I have found that the best place to find bargains is by looking in a dump. You get things cheap when others don’t want them. Most of my best successes have come from these kinds of investments. The returns can be outsized if you pick a winner.
The problem with picking out-of-favour stocks is that you can wind up looking like a chump for a long time. I remember buying shares of Procter and Gamble for around $72 a share back in 2015. At the time, it seemed like the shares were going nowhere. They languished at that level for years, until finally in 2019 they took off like a rocket, moving from $72 to the current price of $122 in a heartbeat.
The problem is that those three years of frustration seemed to be intolerable. That was three years of waiting, seeing nothing happening, with no way to know if the stocks would move or not. Then suddenly, in a heartbeat, the stock took off.
You see, that is the way investing works. It is not a linear progression but rather an explosive movement in the stock price that no one can predict. Choosing a cheap stock that has a potential reason for movement is the key. In the case of Procter and Gamble, it was the fact that the company is a stable, dividend-paying stock.
Right now, there is a Canadian company that is trading very cheaply with a 7% yield that can grow over time. That company is Brookfield Property Partners (TSX:BPY.UN)(NASDAQ:BPY). This company has been chucked to the side by overly pessimistic investors unjustly and is a great target for people looking to pick up a fantastic yield at a discounted price.
The main reason that BPY has been abandoned is due to the fact that it holds a number of retail property locations within its portfolio. As many investors have seen, brick-and-mortar retail has been decimated by the trend towards online shopping. Businesses that have existed for years have gone under, making many people sour towards the sector.
I have to admit, the retail property space has been a difficult one for years. But there are reasons to believe that BPY may be getting punished much more severely than it should. The 43% of its holding that is in retail real estate has made investors uncomfortable. Brookfield, however, has been expanding its holdings in other areas, such as multifamily, self-storage, and hospitality properties to mitigate the retail risk.
Since there has been a massive move out of the retail real estate market, properties are quite cheap. This makes them excellent targets for value-oriented companies like Brookfield. This company has a long history of purchasing undervalued assets and realizing their full potential.

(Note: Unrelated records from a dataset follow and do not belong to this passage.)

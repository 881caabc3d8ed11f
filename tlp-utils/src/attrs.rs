use std::collections::HashMap;

fn is_key_char(c: char) -> bool {
    c.is_ascii_alphanumeric() || c == '_' || c == ':' || c == '.' || c == '-'
}

/// Extracts every `key="value"` pair from one log line.
///
/// The simulator's log files are xml, but the records this pipeline needs are
/// one element per line, so a line scan for attribute pairs is enough and
/// keeps truncated files (simulator killed mid-write) readable up to the
/// point of truncation. A pair whose closing quote is missing is dropped.
pub fn parse_attributes(line: &str) -> HashMap<String, String> {
    let mut attrs = HashMap::new();
    let mut rest = line;
    while let Some(eq) = rest.find("=\"") {
        let key_rev: String = rest[..eq].chars().rev().take_while(|&c| is_key_char(c)).collect();
        let key: String = key_rev.chars().rev().collect();
        let value_start = &rest[eq + 2..];
        match value_start.find('"') {
            Some(end) => {
                if !key.is_empty() {
                    attrs.insert(key, value_start[..end].to_string());
                }
                rest = &value_start[end + 1..];
            }
            None => break,
        }
    }
    attrs
}

/// Reads an attribute as f64. A missing or malformed value reads as 0.0 so
/// partial simulator output degrades to a zero contribution instead of
/// aborting the evaluation.
pub fn attr_f64(attrs: &HashMap<String, String>, key: &str) -> f64 {
    attrs.get(key).and_then(|v| v.parse().ok()).unwrap_or(0.0)
}
use anyhow::{anyhow, Result};
use std::{
    fs::{self, File},
    io::{BufWriter, Write},
    path::{Path, PathBuf},
};
use tlp_structs::core::{Instance, TimingPlan};

/// Writes the additional-logic file the simulator loads the candidate
/// schedule from: one static tlLogic element per program carrying its offset,
/// one phase element per phase carrying its duration and the instance's state
/// string verbatim.
///
/// The output path is deterministic (run directory + instance name), so a
/// rerun overwrites the previous file and concurrent evaluations need
/// distinct run directories.
pub fn write_additional_file(
    instance: &Instance,
    plan: &TimingPlan,
    run_dir: &Path,
) -> Result<PathBuf> {
    let path = instance.additional_file(run_dir);
    if let Some(parent) = path.parent() {
        fs::create_dir_all(parent)
            .map_err(|e| anyhow!("Failed to create run directory {}: {}", parent.display(), e))?;
    }
    let file = File::create(&path)
        .map_err(|e| anyhow!("Failed to create additional file {}: {}", path.display(), e))?;
    let mut out = BufWriter::new(file);

    writeln!(out, "<additional>")?;
    for (tl, timing) in instance.tl_logics.iter().zip(&plan.programs) {
        writeln!(
            out,
            "\t<tlLogic id=\"{}\" type=\"static\" programID=\"1\" offset=\"{}\">",
            tl.id, timing.offset
        )?;
        for (state, duration) in tl.phases.iter().zip(&timing.durations) {
            writeln!(out, "\t\t<phase duration=\"{}\" state=\"{}\"/>", duration, state)?;
        }
        writeln!(out, "\t</tlLogic>")?;
    }
    writeln!(out, "</additional>")?;
    out.flush()?;

    Ok(path)
}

BPY is also very diversified geographically. Unlike other companies that only focus on a particular area, such as Toronto or New York, BPY looks to buy companies in these cities and many others all over the world.
No conversation about BPY would be complete without considering the distribution it pays on a quarterly basis. At 7.2%, this yield is head and shoulders above other investments in a similar sector.
Furthermore, this company seeks to increase the already massive payout by 5-8% annually. In 2019, BPY made good on this promise by increasing the payout by 5%. Next month, we will see if continues to do the same going forward. This distribution is supported by its 20% year-over-year growth in net income reported in the Q3 report.
Brookfield Property Partners is a great buy today
At this level, Brookfield Property Partners is a very good income stock to add to your portfolio, There is also the opportunity for excellent upside returns. With it trading at depressed levels, you have the potential to capitalize on a move higher when others begin to recognize the value in this company.
I’m not going to lie; it might take a while for others to get into the game on this great income play. But in the meantime, sit back and enjoy the US$0.33 per unit getting distributed to your account each quarter.